Stress and Other Determinants of Diabetes-Specific Quality of Life in Low-Income African Americans with Uncontrolled Type 2 Diabetes Mellitus

J Health Care Poor Underserved. 2016;27(3):1345-56. doi: 10.1353/hpu.2016.0142.


Background: Understanding diabetes-specific quality of life (DSQOL) is important to improving lives of people with type 2 diabetes mellitus (T2DM). Despite the prevalence of T2DM among African Americans, there is scant evidence about DSQOL in this population. This study aims to understand relationships between DSQOL and demographics, clinical markers, psychosocial factors, and stress in African Americans.

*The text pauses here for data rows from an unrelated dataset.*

#![deny(
    unsafe_code,
    missing_docs,
    dead_code,
    unused_results,
    non_snake_case,
    unreachable_pub
)]

//! Shared rendering contracts for Maze Escape adapters.

use anyhow::Result as AnyResult;
use glam::Vec2;
use maze_escape_core::{BonusKind, CellCoord, CellKind, Direction};
use std::{error::Error, fmt, time::Duration};

/// RGBA color used when presenting frames.
#[derive(Clone, Copy, Debug, PartialEq)]
pub struct Color {
    /// Red channel intensity in the range 0.0..=1.0.
    pub red: f32,
    /// Green channel intensity in the range 0.0..=1.0.
    pub green: f32,
    /// Blue channel intensity in the range 0.0..=1.0.
    pub blue: f32,
    /// Alpha channel intensity in the range 0.0..=1.0.
    pub alpha: f32,
}

impl Color {
    /// Creates a new color from floating point channels.
    #[must_use]
    pub const fn new(red: f32, green: f32, blue: f32, alpha: f32) -> Self {
        Self {
            red,
            green,
            blue,
            alpha,
        }
    }

    /// Creates an opaque color from byte RGB values.
    #[must_use]
    pub const fn from_rgb_u8(red: u8, green: u8, blue: u8) -> Self {
        Self {
            red: red as f32 / 255.0,
            green: green as f32 / 255.0,
            blue: blue as f32 / 255.0,
            alpha: 1.0,
        }
    }

    /// Returns a new color lightened towards white by the provided amount.
    #[must_use]
    pub fn lighten(self, amount: f32) -> Self {
        let amount = amount.clamp(0.0, 1.0);

        Self {
            red: lighten_channel(self.red, amount),
            green: lighten_channel(self.green, amount),
            blue: lighten_channel(self.blue, amount),
            alpha: self.alpha,
        }
    }
}

fn lighten_channel(channel: f32, amount: f32) -> f32 {
    channel + (1.0 - channel) * amount
}

/// Input snapshot gathered by adapters before updating the scene.
#[derive(Clone, Copy, Debug, PartialEq, Eq, Default)]
pub struct FrameInput {
    /// Direction the player asked to step in on this frame, if any.
    pub direction: Option<Direction>,
}

/// Describes a square cell grid that can be rendered by adapters.
#[derive(Clone, Copy, Debug, PartialEq)]
pub struct CellGridPresentation {
    /// Number of columns contained in the grid.
    pub columns: u32,
    /// Number of rows contained in the grid.
    pub rows: u32,
    /// Side length of a single cell expressed in world units.
    pub cell_length: f32,
}

impl CellGridPresentation {
    /// Creates a new cell grid descriptor.
    ///
    /// Returns an error when `cell_length` is not strictly positive.
    pub fn new(columns: u32, rows: u32, cell_length: f32) -> Result<Self, RenderingError> {
        if cell_length <= 0.0 {
            return Err(RenderingError::InvalidCellLength { cell_length });
        }

        Ok(Self {
            columns,
            rows,
            cell_length,
        })
    }

    /// Calculates the total width of the grid.
    #[must_use]
    pub fn width(&self) -> f32 {
        self.columns as f32 * self.cell_length
    }

    /// Calculates the total height of the grid.
    #[must_use]
    pub fn height(&self) -> f32 {
        self.rows as f32 * self.cell_length
    }
}

/// Actor rendered as a filled shape inside a single cell.
#[derive(Clone, Copy, Debug, PartialEq)]
pub struct ActorPresentation {
    /// Cell the actor occupies.
    pub cell: CellCoord,
    /// Fill color of the actor's body.
    pub color: Color,
}

impl ActorPresentation {
    /// Creates a new actor descriptor.
    #[must_use]
    pub const fn new(cell: CellCoord, color: Color) -> Self {
        Self { cell, color }
    }
}

/// Potion pickup rendered inside a single cell.
#[derive(Clone, Copy, Debug, PartialEq)]
pub struct BonusPresentation {
    /// Kind of potion placed at the cell.
    pub kind: BonusKind,
    /// Cell the potion occupies.
    pub cell: CellCoord,
    /// Fill color of the potion.
    pub color: Color,
}

impl BonusPresentation {
    /// Creates a new potion descriptor.
    #[must_use]
    pub const fn new(kind: BonusKind, cell: CellCoord, color: Color) -> Self {
        Self { kind, cell, color }
    }
}

/// Fog-of-war disc centered on the player.
#[derive(Clone, Copy, Debug, PartialEq)]
pub struct VisibilityPresentation {
    /// Cell the disc is centered on.
    pub origin: CellCoord,
    /// Radius of the disc measured in cells.
    pub radius: f32,
}

impl VisibilityPresentation {
    /// Creates a new visibility descriptor.
    #[must_use]
    pub const fn new(origin: CellCoord, radius: f32) -> Self {
        Self { origin, radius }
    }

    /// Reports whether a cell falls inside the visible disc.
    ///
    /// Distance is measured center to center; a cell exactly on the radius
    /// is hidden.
    #[must_use]
    pub fn reveals(&self, cell: CellCoord) -> bool {
        let origin = Vec2::new(self.origin.column() as f32, self.origin.row() as f32);
        let target = Vec2::new(cell.column() as f32, cell.row() as f32);
        origin.distance(target) < self.radius
    }
}

/// Scene description combining the maze grid and its inhabitants.
#[derive(Clone, Debug, PartialEq)]
pub struct Scene {
    /// Cell grid that composes the play area.
    pub cell_grid: CellGridPresentation,
    /// Kind of every cell, stored in row-major order.
    pub cells: Vec<CellKind>,
    /// Player actor.
    pub player: ActorPresentation,
    /// Pursuing creature actor.
    pub creature: ActorPresentation,
    /// Potions currently placed in the maze.
    pub bonuses: Vec<BonusPresentation>,
    /// Fog-of-war disc revealing part of the maze.
    pub visibility: VisibilityPresentation,
    /// One-based number of the level being played.
    pub level_number: u32,
    /// Overlay text shown across the maze, if any.
    pub banner: Option<String>,
}

impl Scene {
    /// Creates a new scene descriptor.
    ///
    /// Returns an error when the cell buffer does not cover the grid exactly.
    #[allow(clippy::too_many_arguments)] // Scene construction intentionally enumerates every channel explicitly.
    pub fn new(
        cell_grid: CellGridPresentation,
        cells: Vec<CellKind>,
        player: ActorPresentation,
        creature: ActorPresentation,
        bonuses: Vec<BonusPresentation>,
        visibility: VisibilityPresentation,
        level_number: u32,
        banner: Option<String>,
    ) -> Result<Self, RenderingError> {
        let expected = cell_grid.columns as usize * cell_grid.rows as usize;
        if cells.len() != expected {
            return Err(RenderingError::CellCountMismatch {
                expected,
                actual: cells.len(),
            });
        }

        Ok(Self {
            cell_grid,
            cells,
            player,
            creature,
            bonuses,
            visibility,
            level_number,
            banner,
        })
    }
}

/// Presentation descriptor consumed by rendering backends.
#[derive(Clone, Debug, PartialEq)]
pub struct Presentation {
    /// Title used by the created window.
    pub window_title: String,
    /// Solid color used to clear each frame.
    pub clear_color: Color,
    /// Scene content that should be displayed.
    pub scene: Scene,
}

impl Presentation {
    /// Constructs a new presentation descriptor.
    #[must_use]
    pub fn new<T>(window_title: T, clear_color: Color, scene: Scene) -> Self
    where
        T: Into<String>,
    {
        Self {
            window_title: window_title.into(),
            clear_color,
            scene,
        }
    }
}

/// Rendering backend capable of presenting Maze Escape scenes.
pub trait RenderingBackend {
    /// Runs the rendering backend until it is requested to exit.
    ///
    /// The provided `update_scene` closure receives the simulated frame delta
    /// and per-frame input captured by the adapter, and may mutate the scene
    /// before it is rendered, allowing adapters to animate world snapshots
    /// deterministically.
    fn run<F>(self, presentation: Presentation, update_scene: F) -> AnyResult<()>
    where
        F: FnMut(Duration, FrameInput, &mut Scene) + 'static;
}

/// Errors that can occur when constructing rendering descriptors.
#[derive(Debug, PartialEq)]
pub enum RenderingError {
    /// Cell length must be positive to avoid a zero-sized maze.
    InvalidCellLength {
        /// Provided cell length that failed validation.
        cell_length: f32,
    },
    /// The cell buffer must cover the grid exactly.
    CellCountMismatch {
        /// Number of cells implied by the grid dimensions.
        expected: usize,
        /// Number of cells actually supplied.
        actual: usize,
    },
}

impl fmt::Display for RenderingError {
    fn fmt(&self, f: &mut fmt::Formatter<'_>) -> fmt::Result {
        match self {
            Self::InvalidCellLength { cell_length } => {
                write!(f, "cell_length must be positive (received {cell_length})")
            }
            Self::CellCountMismatch { expected, actual } => {
                write!(
                    f,
                    "cell buffer must hold exactly {expected} cells (received {actual})"
                )
            }
        }
    }
}

impl Error for RenderingError {}

#[cfg(test)]
mod tests {
    use super::*;

    fn grid() -> CellGridPresentation {
        CellGridPresentation::new(4, 3, 16.0).expect("positive cell length")
    }

    fn scene_with_cells(cells: Vec<CellKind>) -> Result<Scene, RenderingError> {
        Scene::new(
            grid(),
            cells,
            ActorPresentation::new(CellCoord::new(1, 1), Color::from_rgb_u8(255, 255, 0)),
            ActorPresentation::new(CellCoord::new(2, 1), Color::from_rgb_u8(255, 0, 0)),
            Vec::new(),
            VisibilityPresentation::new(CellCoord::new(1, 1), 5.0),
            1,
            None,
        )
    }

    #[test]
    fn grid_creation_rejects_non_positive_cell_lengths() {
        let error = CellGridPresentation::new(4, 3, 0.0)
            .expect_err("zero cell length must be rejected");
        assert!(matches!(
            error,
            RenderingError::InvalidCellLength { .. }
        ));
    }

    #[test]
    fn grid_dimensions_scale_with_cell_length() {
        let grid = grid();
        assert!((grid.width() - 64.0).abs() < f32::EPSILON);
        assert!((grid.height() - 48.0).abs() < f32::EPSILON);
    }

    #[test]
    fn scene_creation_rejects_a_short_cell_buffer() {
        let error = scene_with_cells(vec![CellKind::Wall; 11])
            .expect_err("eleven cells cannot cover a 4x3 grid");
        assert_eq!(
            error,
            RenderingError::CellCountMismatch {
                expected: 12,
                actual: 11,
            }
        );
    }

    #[test]
    fn scene_creation_accepts_an_exact_cell_buffer() {
        let scene = scene_with_cells(vec![CellKind::Wall; 12]).expect("exact cover");
        assert_eq!(scene.cells.len(), 12);
        assert!(scene.banner.is_none());
    }

    #[test]
    fn visibility_reveals_strictly_inside_the_radius() {
        let visibility = VisibilityPresentation::new(CellCoord::new(10, 10), 5.0);
        assert!(visibility.reveals(CellCoord::new(10, 10)));
        assert!(visibility.reveals(CellCoord::new(13, 13)));
        // Exactly on the radius: hidden.
        assert!(!visibility.reveals(CellCoord::new(15, 10)));
        assert!(!visibility.reveals(CellCoord::new(10, 5)));
        assert!(!visibility.reveals(CellCoord::new(16, 10)));
    }

    #[test]
    fn lighten_moves_channels_towards_white() {
        let color = Color::from_rgb_u8(0, 128, 255).lighten(0.5);
        assert!(color.red > 0.49 && color.red < 0.51);
        assert!(color.green > 0.75);
        assert!((color.blue - 1.0).abs() < f32::EPSILON);
    }
}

We hypothesize that: 1) predictors of DSQOL in African Americans will be consistent with predictors identified in prior studies with non-African Americans, and 2) greater stress will independently predict poorer DSQOL.

Methods: Participants were 211 low-income African Americans with uncontrolled T2DM. The two hypotheses were tested using distinct linear regression models.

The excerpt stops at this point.